▸ **PROMPT**: Say only the number of lines in the entries below that contain "bytes".

Stored items
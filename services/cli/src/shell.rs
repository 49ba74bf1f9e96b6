use std::io::{self, BufRead, Write};

use tracing::{info, warn};
use vacancy_finder::error::AppError;
use vacancy_finder::vacancy::{filter_by_keywords, filter_by_salary_range, top_by_salary};
use vacancy_finder::{StoreError, Vacancy, VacancyIdentifier, VacancySource, VacancyStore};

use crate::render::{link_line, salary_line, write_vacancies};

/// Page settings applied to every fetch started from the menu.
#[derive(Debug, Clone, Copy)]
pub(crate) struct FetchSettings {
    pub(crate) per_page: u32,
    pub(crate) pages: u32,
}

/// Fetches listings for `query`, normalizes them and upserts each one.
/// Returns how many vacancies were written.
pub(crate) fn import_vacancies(
    source: &dyn VacancySource,
    store: &dyn VacancyStore,
    query: &str,
    settings: FetchSettings,
) -> Result<usize, AppError> {
    let raw = source.fetch(query, settings.per_page, settings.pages)?;
    let vacancies = Vacancy::from_source_items(&raw);
    for vacancy in &vacancies {
        store.add_or_update(vacancy)?;
    }
    info!(query, saved = vacancies.len(), "imported vacancies");
    Ok(vacancies.len())
}

pub(crate) fn top_vacancies(
    store: &dyn VacancyStore,
    count: usize,
) -> Result<Vec<Vacancy>, StoreError> {
    Ok(top_by_salary(&store.list(None)?, count))
}

pub(crate) fn search_vacancies<S: AsRef<str>>(
    store: &dyn VacancyStore,
    keywords: &[S],
) -> Result<Vec<Vacancy>, StoreError> {
    Ok(filter_by_keywords(&store.list(None)?, keywords))
}

/// Zero bounds count as "no bound", matching how the menu has always read
/// an empty salary field.
pub(crate) fn vacancies_in_salary_range(
    store: &dyn VacancyStore,
    min: Option<u64>,
    max: Option<u64>,
) -> Result<Vec<Vacancy>, StoreError> {
    let min = min.filter(|bound| *bound > 0);
    let max = max.filter(|bound| *bound > 0);
    Ok(filter_by_salary_range(&store.list(None)?, min, max))
}

pub(crate) fn delete_vacancy(store: &dyn VacancyStore, identifier: &str) -> Result<bool, StoreError> {
    store.delete(&VacancyIdentifier::UrlOrTitle(identifier.trim().to_string()))
}

pub(crate) fn deletion_message(removed: bool) -> &'static str {
    if removed {
        "Deleted."
    } else {
        "Not found."
    }
}

/// Blank input means "no bound".
fn parse_bound(raw: &str) -> Result<Option<u64>, String> {
    let raw = raw.trim();
    if raw.is_empty() {
        return Ok(None);
    }
    raw.parse::<u64>()
        .map(Some)
        .map_err(|_| format!("'{raw}' is not a valid salary"))
}

/// Interactive menu reading choices line by line until "7" or end of input.
pub(crate) struct Shell<'a, R, W> {
    store: &'a dyn VacancyStore,
    source: &'a dyn VacancySource,
    settings: FetchSettings,
    input: R,
    output: W,
}

impl<'a, R: BufRead, W: Write> Shell<'a, R, W> {
    pub(crate) fn new(
        store: &'a dyn VacancyStore,
        source: &'a dyn VacancySource,
        settings: FetchSettings,
        input: R,
        output: W,
    ) -> Self {
        Self {
            store,
            source,
            settings,
            input,
            output,
        }
    }

    pub(crate) fn run(&mut self) -> Result<(), AppError> {
        writeln!(self.output, "=== hh.ru vacancy search ===")?;

        loop {
            self.print_menu()?;
            let Some(choice) = self.prompt("Choose an action: ")? else {
                break;
            };

            match choice.as_str() {
                "1" => self.fetch()?,
                "2" => self.show_saved()?,
                "3" => self.show_top()?,
                "4" => self.search()?,
                "5" => self.salary_range()?,
                "6" => self.delete()?,
                "7" => break,
                _ => writeln!(self.output, "Unknown choice.")?,
            }
        }

        Ok(())
    }

    fn print_menu(&mut self) -> io::Result<()> {
        writeln!(self.output)?;
        writeln!(self.output, "1. Fetch vacancies from hh.ru")?;
        writeln!(self.output, "2. Show saved vacancies")?;
        writeln!(self.output, "3. Top N by salary")?;
        writeln!(self.output, "4. Filter by keywords")?;
        writeln!(self.output, "5. Filter by salary range")?;
        writeln!(self.output, "6. Delete a vacancy")?;
        writeln!(self.output, "7. Exit")
    }

    /// `None` once the input is exhausted.
    fn prompt(&mut self, label: &str) -> io::Result<Option<String>> {
        write!(self.output, "{label}")?;
        self.output.flush()?;

        let mut line = String::new();
        if self.input.read_line(&mut line)? == 0 {
            return Ok(None);
        }
        Ok(Some(line.trim().to_string()))
    }

    fn fetch(&mut self) -> Result<(), AppError> {
        let Some(query) = self.prompt("Search query: ")? else {
            return Ok(());
        };

        match import_vacancies(self.source, self.store, &query, self.settings) {
            Ok(saved) => writeln!(self.output, "Saved {saved} vacancies.")?,
            Err(AppError::Source(err)) => {
                warn!(error = %err, "fetch failed");
                writeln!(self.output, "Fetch failed: {err}")?;
            }
            Err(err) => return Err(err),
        }
        Ok(())
    }

    fn show_saved(&mut self) -> Result<(), AppError> {
        let vacancies = self.store.list(None)?;
        write_vacancies(&mut self.output, &vacancies, salary_line)?;
        Ok(())
    }

    fn show_top(&mut self) -> Result<(), AppError> {
        let Some(raw) = self.prompt("How many: ")? else {
            return Ok(());
        };

        match raw.parse::<usize>() {
            Ok(count) => {
                let vacancies = top_vacancies(self.store, count)?;
                write_vacancies(&mut self.output, &vacancies, salary_line)?;
            }
            Err(_) => writeln!(self.output, "'{raw}' is not a valid number.")?,
        }
        Ok(())
    }

    fn search(&mut self) -> Result<(), AppError> {
        let Some(raw) = self.prompt("Keywords: ")? else {
            return Ok(());
        };

        let keywords: Vec<&str> = raw.split_whitespace().collect();
        let vacancies = search_vacancies(self.store, &keywords)?;
        write_vacancies(&mut self.output, &vacancies, link_line)?;
        Ok(())
    }

    fn salary_range(&mut self) -> Result<(), AppError> {
        let Some(raw_min) = self.prompt("Minimum salary: ")? else {
            return Ok(());
        };
        let Some(raw_max) = self.prompt("Maximum salary: ")? else {
            return Ok(());
        };

        match (parse_bound(&raw_min), parse_bound(&raw_max)) {
            (Ok(min), Ok(max)) => {
                let vacancies = vacancies_in_salary_range(self.store, min, max)?;
                write_vacancies(&mut self.output, &vacancies, salary_line)?;
            }
            (Err(message), _) | (_, Err(message)) => writeln!(self.output, "{message}")?,
        }
        Ok(())
    }

    fn delete(&mut self) -> Result<(), AppError> {
        let Some(identifier) = self.prompt("URL or title to delete: ")? else {
            return Ok(());
        };

        let removed = delete_vacancy(self.store, &identifier)?;
        writeln!(self.output, "{}", deletion_message(removed))?;
        Ok(())
    }
}
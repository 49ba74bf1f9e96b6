use std::env;
use std::fmt;
use std::path::PathBuf;
use std::str::FromStr;
use std::time::Duration;

/// Distinguishes runtime behavior for different stages of the tool.
#[derive(Debug, Clone, Copy, PartialEq, Eq)]
pub enum AppEnvironment {
    Development,
    Test,
    Production,
}

impl AppEnvironment {
    fn from_str(value: &str) -> Self {
        match value.trim().to_ascii_lowercase().as_str() {
            "prod" | "production" => Self::Production,
            "test" | "ci" => Self::Test,
            _ => Self::Development,
        }
    }
}

/// Top-level configuration for the application.
#[derive(Debug, Clone)]
pub struct AppConfig {
    pub environment: AppEnvironment,
    pub storage: StorageConfig,
    pub source: SourceConfig,
    pub telemetry: TelemetryConfig,
}

impl AppConfig {
    pub fn load() -> Result<Self, ConfigError> {
        dotenvy::dotenv().ok();

        let environment = AppEnvironment::from_str(
            &env::var("APP_ENV").unwrap_or_else(|_| "development".to_string()),
        );

        let store_path = env::var("VACANCY_STORE_PATH")
            .map(PathBuf::from)
            .unwrap_or_else(|_| PathBuf::from(StorageConfig::DEFAULT_PATH));

        let source = SourceConfig {
            base_url: env::var("HH_API_BASE_URL")
                .unwrap_or_else(|_| SourceConfig::DEFAULT_BASE_URL.to_string()),
            area: parse_var("HH_AREA", SourceConfig::DEFAULT_AREA)?,
            user_agent: env::var("HH_USER_AGENT")
                .unwrap_or_else(|_| SourceConfig::DEFAULT_USER_AGENT.to_string()),
            timeout: Duration::from_secs(parse_var(
                "HH_TIMEOUT_SECS",
                SourceConfig::DEFAULT_TIMEOUT_SECS,
            )?),
            per_page: parse_var("HH_PER_PAGE", SourceConfig::DEFAULT_PER_PAGE)?,
            pages: parse_var("HH_PAGES", SourceConfig::DEFAULT_PAGES)?,
        };

        let log_level = env::var("APP_LOG_LEVEL").unwrap_or_else(|_| "info".to_string());

        Ok(Self {
            environment,
            storage: StorageConfig { path: store_path },
            source,
            telemetry: TelemetryConfig { log_level },
        })
    }
}

fn parse_var<T: FromStr>(name: &'static str, default: T) -> Result<T, ConfigError> {
    match env::var(name) {
        Ok(raw) => raw
            .trim()
            .parse::<T>()
            .map_err(|_| ConfigError::InvalidNumber { name, value: raw }),
        Err(_) => Ok(default),
    }
}

/// Location of the JSON vacancy store.
#[derive(Debug, Clone)]
pub struct StorageConfig {
    pub path: PathBuf,
}

impl StorageConfig {
    pub const DEFAULT_PATH: &'static str = "vacancies.json";
}

/// Settings for the hh.ru listing client.
#[derive(Debug, Clone)]
pub struct SourceConfig {
    pub base_url: String,
    pub area: u32,
    pub user_agent: String,
    pub timeout: Duration,
    pub per_page: u32,
    pub pages: u32,
}

impl SourceConfig {
    pub const DEFAULT_BASE_URL: &'static str = "https://api.hh.ru";
    /// Region code for Russia.
    pub const DEFAULT_AREA: u32 = 113;
    pub const DEFAULT_USER_AGENT: &'static str = "hh-python-client/1.0";
    pub const DEFAULT_TIMEOUT_SECS: u64 = 10;
    pub const DEFAULT_PER_PAGE: u32 = 20;
    pub const DEFAULT_PAGES: u32 = 1;
}

impl Default for SourceConfig {
    fn default() -> Self {
        Self {
            base_url: Self::DEFAULT_BASE_URL.to_string(),
            area: Self::DEFAULT_AREA,
            user_agent: Self::DEFAULT_USER_AGENT.to_string(),
            timeout: Duration::from_secs(Self::DEFAULT_TIMEOUT_SECS),
            per_page: Self::DEFAULT_PER_PAGE,
            pages: Self::DEFAULT_PAGES,
        }
    }
}

/// Tracing controls.
#[derive(Debug, Clone)]
pub struct TelemetryConfig {
    pub log_level: String,
}

#[derive(Debug)]
pub enum ConfigError {
    InvalidNumber { name: &'static str, value: String },
}

impl fmt::Display for ConfigError {
    fn fmt(&self, f: &mut fmt::Formatter<'_>) -> fmt::Result {
        match self {
            ConfigError::InvalidNumber { name, value } => {
                write!(f, "{name} must be a non-negative integer, got '{value}'")
            }
        }
    }
}

impl std::error::Error for ConfigError {}
mod cli;
mod render;
mod shell;

use vacancy_finder::error::AppError;

pub fn run() -> Result<(), AppError> {
    cli::run()
}
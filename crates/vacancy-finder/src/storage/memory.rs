use std::sync::{Mutex, MutexGuard};

use super::{StoreError, VacancyIdentifier, VacancyStore};
use crate::vacancy::{PersistedVacancy, Vacancy};

/// Process-local store with the same upsert and delete semantics as
/// [`JsonVacancyStore`](super::JsonVacancyStore). Only the persisted fields
/// are kept, so listed vacancies carry no source payload.
#[derive(Debug, Default)]
pub struct InMemoryVacancyStore {
    entries: Mutex<Vec<PersistedVacancy>>,
}

impl InMemoryVacancyStore {
    pub fn new() -> Self {
        Self::default()
    }

    pub fn len(&self) -> usize {
        self.entries().map(|entries| entries.len()).unwrap_or(0)
    }

    pub fn is_empty(&self) -> bool {
        self.len() == 0
    }

    fn entries(&self) -> Result<MutexGuard<'_, Vec<PersistedVacancy>>, StoreError> {
        self.entries
            .lock()
            .map_err(|_| StoreError::Unavailable("store mutex poisoned".to_string()))
    }
}

impl VacancyStore for InMemoryVacancyStore {
    fn add_or_update(&self, vacancy: &Vacancy) -> Result<(), StoreError> {
        let mut entries = self.entries()?;
        let entry = vacancy.to_persisted_form();
        match entries.iter_mut().find(|existing| existing.url == entry.url) {
            Some(existing) => *existing = entry,
            None => entries.push(entry),
        }
        Ok(())
    }

    fn list(
        &self,
        predicate: Option<&dyn Fn(&Vacancy) -> bool>,
    ) -> Result<Vec<Vacancy>, StoreError> {
        let entries = self.entries()?;
        Ok(entries
            .iter()
            .cloned()
            .map(Vacancy::from)
            .filter(|vacancy| predicate.map_or(true, |predicate| predicate(vacancy)))
            .collect())
    }

    fn delete(&self, identifier: &VacancyIdentifier) -> Result<bool, StoreError> {
        let mut entries = self.entries()?;
        let before = entries.len();
        entries.retain(|entry| !identifier.matches_entry(entry));
        Ok(entries.len() < before)
    }
}
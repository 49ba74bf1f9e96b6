use std::fs;
use std::io;
use std::path::{Path, PathBuf};

use serde_json::Value;
use tracing::{debug, info, warn};

use super::{StoreError, VacancyIdentifier, VacancyStore};
use crate::vacancy::Vacancy;

/// Vacancy store backed by a single pretty-printed JSON array.
///
/// Every operation reads the whole file and, when it changes anything,
/// rewrites the whole file. No handle is kept open between calls and nothing
/// guards against a second process writing the same file.
#[derive(Debug, Clone)]
pub struct JsonVacancyStore {
    path: PathBuf,
}

impl JsonVacancyStore {
    /// Opens the store, creating an empty collection when the file is
    /// missing. An existing file is left untouched.
    pub fn open<P: Into<PathBuf>>(path: P) -> Result<Self, StoreError> {
        let store = Self { path: path.into() };

        if !store.path.exists() {
            if let Some(parent) = store
                .path
                .parent()
                .filter(|parent| !parent.as_os_str().is_empty())
            {
                fs::create_dir_all(parent).map_err(|source| store.io_error(source))?;
            }
            store.write_entries(&[])?;
            info!(path = %store.path.display(), "created empty vacancy store");
        }

        Ok(store)
    }

    pub fn path(&self) -> &Path {
        &self.path
    }

    /// Unreadable content degrades to an empty collection.
    fn read_entries(&self) -> Result<Vec<Value>, StoreError> {
        let bytes = match fs::read(&self.path) {
            Ok(bytes) => bytes,
            Err(err) if err.kind() == io::ErrorKind::NotFound => return Ok(Vec::new()),
            Err(source) => return Err(self.io_error(source)),
        };

        match serde_json::from_slice::<Value>(&bytes) {
            Ok(Value::Array(entries)) => Ok(entries),
            Ok(_) => {
                warn!(path = %self.path.display(), "vacancy store is not a JSON array; treating as empty");
                Ok(Vec::new())
            }
            Err(err) => {
                warn!(path = %self.path.display(), error = %err, "vacancy store is unreadable; treating as empty");
                Ok(Vec::new())
            }
        }
    }

    fn write_entries(&self, entries: &[Value]) -> Result<(), StoreError> {
        let mut body = serde_json::to_string_pretty(entries)?;
        body.push('\n');
        fs::write(&self.path, body).map_err(|source| self.io_error(source))
    }

    fn io_error(&self, source: io::Error) -> StoreError {
        StoreError::Io {
            path: self.path.clone(),
            source,
        }
    }
}

impl VacancyStore for JsonVacancyStore {
    fn add_or_update(&self, vacancy: &Vacancy) -> Result<(), StoreError> {
        let mut entries = self.read_entries()?;
        let entry = serde_json::to_value(vacancy.to_persisted_form())?;

        match entries
            .iter()
            .position(|existing| entry_text(existing, "url") == Some(vacancy.url()))
        {
            Some(index) => {
                entries[index] = entry;
                debug!(url = vacancy.url(), "updated stored vacancy");
            }
            None => {
                entries.push(entry);
                debug!(url = vacancy.url(), "appended vacancy");
            }
        }

        self.write_entries(&entries)
    }

    fn list(
        &self,
        predicate: Option<&dyn Fn(&Vacancy) -> bool>,
    ) -> Result<Vec<Vacancy>, StoreError> {
        let entries = self.read_entries()?;
        let vacancies = entries
            .iter()
            .filter(|entry| entry.is_object())
            .map(Vacancy::from_persisted_entry);

        Ok(match predicate {
            Some(predicate) => vacancies.filter(|vacancy| predicate(vacancy)).collect(),
            None => vacancies.collect(),
        })
    }

    fn delete(&self, identifier: &VacancyIdentifier) -> Result<bool, StoreError> {
        let mut entries = self.read_entries()?;
        let before = entries.len();

        entries.retain(|entry| {
            !identifier.matches(entry_text(entry, "url"), entry_text(entry, "title"))
        });
        self.write_entries(&entries)?;

        let removed = before - entries.len();
        info!(removed, remaining = entries.len(), "deleted vacancies");
        Ok(removed > 0)
    }
}

fn entry_text<'a>(entry: &'a Value, key: &str) -> Option<&'a str> {
    entry.get(key).and_then(Value::as_str)
}

#[cfg(test)]
mod tests {
    use super::*;
    use tempfile::TempDir;

    fn store_in(dir: &TempDir) -> JsonVacancyStore {
        JsonVacancyStore::open(dir.path().join("vacancies.json")).expect("store opens")
    }

    fn python_dev() -> Vacancy {
        Vacancy::new("Python Dev", "url1", "desc python")
            .with_salary(Some(100_000), Some(150_000))
            .with_currency("RUR")
    }

    #[test]
    fn open_creates_empty_array() {
        let dir = tempfile::tempdir().expect("tempdir");
        let store = store_in(&dir);
        let body = fs::read_to_string(store.path()).expect("file created");
        assert_eq!(body.trim(), "[]");
    }

    #[test]
    fn open_creates_missing_parent_directories() {
        let dir = tempfile::tempdir().expect("tempdir");
        let path = dir.path().join("nested").join("deeper").join("store.json");
        let store = JsonVacancyStore::open(&path).expect("store opens");
        assert!(store.path().exists());
    }

    #[test]
    fn open_keeps_existing_content() {
        let dir = tempfile::tempdir().expect("tempdir");
        let path = dir.path().join("vacancies.json");
        fs::write(&path, "not json at all").expect("seed file");

        let store = JsonVacancyStore::open(&path).expect("store opens");
        assert_eq!(
            fs::read_to_string(store.path()).expect("file readable"),
            "not json at all"
        );
    }

    #[test]
    fn corrupt_file_reads_as_empty() {
        let dir = tempfile::tempdir().expect("tempdir");
        let path = dir.path().join("vacancies.json");
        fs::write(&path, "{\"title\": ").expect("seed file");
        let store = JsonVacancyStore::open(&path).expect("store opens");

        assert!(store.list(None).expect("list recovers").is_empty());

        fs::write(&path, b"\xff\xfe\x00").expect("seed binary");
        assert!(store.list(None).expect("list recovers").is_empty());

        fs::write(&path, "{\"title\": \"object, not array\"}").expect("seed object");
        assert!(store.list(None).expect("list recovers").is_empty());
    }

    #[test]
    fn update_replaces_in_place() {
        let dir = tempfile::tempdir().expect("tempdir");
        let store = store_in(&dir);

        store.add_or_update(&python_dev()).expect("add first");
        store
            .add_or_update(&Vacancy::new("QA", "url2", "testing"))
            .expect("add second");
        store
            .add_or_update(&Vacancy::new("Senior Python Dev", "url1", "updated"))
            .expect("update first");

        let stored = store.list(None).expect("list");
        let titles: Vec<&str> = stored.iter().map(Vacancy::title).collect();
        assert_eq!(titles, vec!["Senior Python Dev", "QA"]);
        assert_eq!(stored[0].salary_from(), 0);
    }

    #[test]
    fn delete_by_title_and_unknown_identifier() {
        let dir = tempfile::tempdir().expect("tempdir");
        let store = store_in(&dir);
        store.add_or_update(&python_dev()).expect("add");

        let missing = VacancyIdentifier::Title("Rust Dev".to_string());
        assert!(!store.delete(&missing).expect("delete runs"));
        assert_eq!(store.list(None).expect("list").len(), 1);

        let title = VacancyIdentifier::Title("Python Dev".to_string());
        assert!(store.delete(&title).expect("delete runs"));
        assert!(store.list(None).expect("list").is_empty());
    }

    #[test]
    fn non_ascii_text_is_written_unescaped() {
        let dir = tempfile::tempdir().expect("tempdir");
        let store = store_in(&dir);
        store
            .add_or_update(&Vacancy::new("Разработчик", "https://hh.ru/vacancy/5", "Опыт"))
            .expect("add");

        let body = fs::read_to_string(store.path()).expect("readable");
        assert!(body.contains("Разработчик"));
        assert!(!body.contains("\\u"));
    }

    #[test]
    fn unknown_entries_survive_rewrites() {
        let dir = tempfile::tempdir().expect("tempdir");
        let path = dir.path().join("vacancies.json");
        fs::write(&path, "[42, {\"title\": \"Kept\", \"url\": \"k\", \"note\": \"x\"}]")
            .expect("seed file");
        let store = JsonVacancyStore::open(&path).expect("store opens");

        store
            .add_or_update(&Vacancy::new("New", "n", ""))
            .expect("add");

        let raw: Value =
            serde_json::from_str(&fs::read_to_string(&path).expect("readable")).expect("json");
        let entries = raw.as_array().expect("array");
        assert_eq!(entries.len(), 3);
        assert_eq!(entries[0], Value::from(42));
        assert_eq!(entries[1]["note"], "x");

        let listed = store.list(None).expect("list");
        assert_eq!(listed.len(), 2);
    }
}
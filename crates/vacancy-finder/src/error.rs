use crate::config::ConfigError;
use crate::sources::SourceError;
use crate::storage::StoreError;
use crate::telemetry::TelemetryError;
use std::fmt;

#[derive(Debug)]
pub enum AppError {
    Config(ConfigError),
    Telemetry(TelemetryError),
    Io(std::io::Error),
    Store(StoreError),
    Source(SourceError),
}

impl fmt::Display for AppError {
    fn fmt(&self, f: &mut fmt::Formatter<'_>) -> fmt::Result {
        match self {
            AppError::Config(err) => write!(f, "configuration error: {}", err),
            AppError::Telemetry(err) => write!(f, "telemetry error: {}", err),
            AppError::Io(err) => write!(f, "io error: {}", err),
            AppError::Store(err) => write!(f, "storage error: {}", err),
            AppError::Source(err) => write!(f, "listing source error: {}", err),
        }
    }
}

impl std::error::Error for AppError {
    fn source(&self) -> Option<&(dyn std::error::Error + 'static)> {
        match self {
            AppError::Config(err) => Some(err),
            AppError::Telemetry(err) => Some(err),
            AppError::Io(err) => Some(err),
            AppError::Store(err) => Some(err),
            AppError::Source(err) => Some(err),
        }
    }
}

impl From<ConfigError> for AppError {
    fn from(value: ConfigError) -> Self {
        Self::Config(value)
    }
}

impl From<TelemetryError> for AppError {
    fn from(value: TelemetryError) -> Self {
        Self::Telemetry(value)
    }
}

impl From<std::io::Error> for AppError {
    fn from(value: std::io::Error) -> Self {
        Self::Io(value)
    }
}

impl From<StoreError> for AppError {
    fn from(value: StoreError) -> Self {
        Self::Store(value)
    }
}

impl From<SourceError> for AppError {
    fn from(value: SourceError) -> Self {
        Self::Source(value)
    }
}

▸ **WRITTEN ANSWER**: 3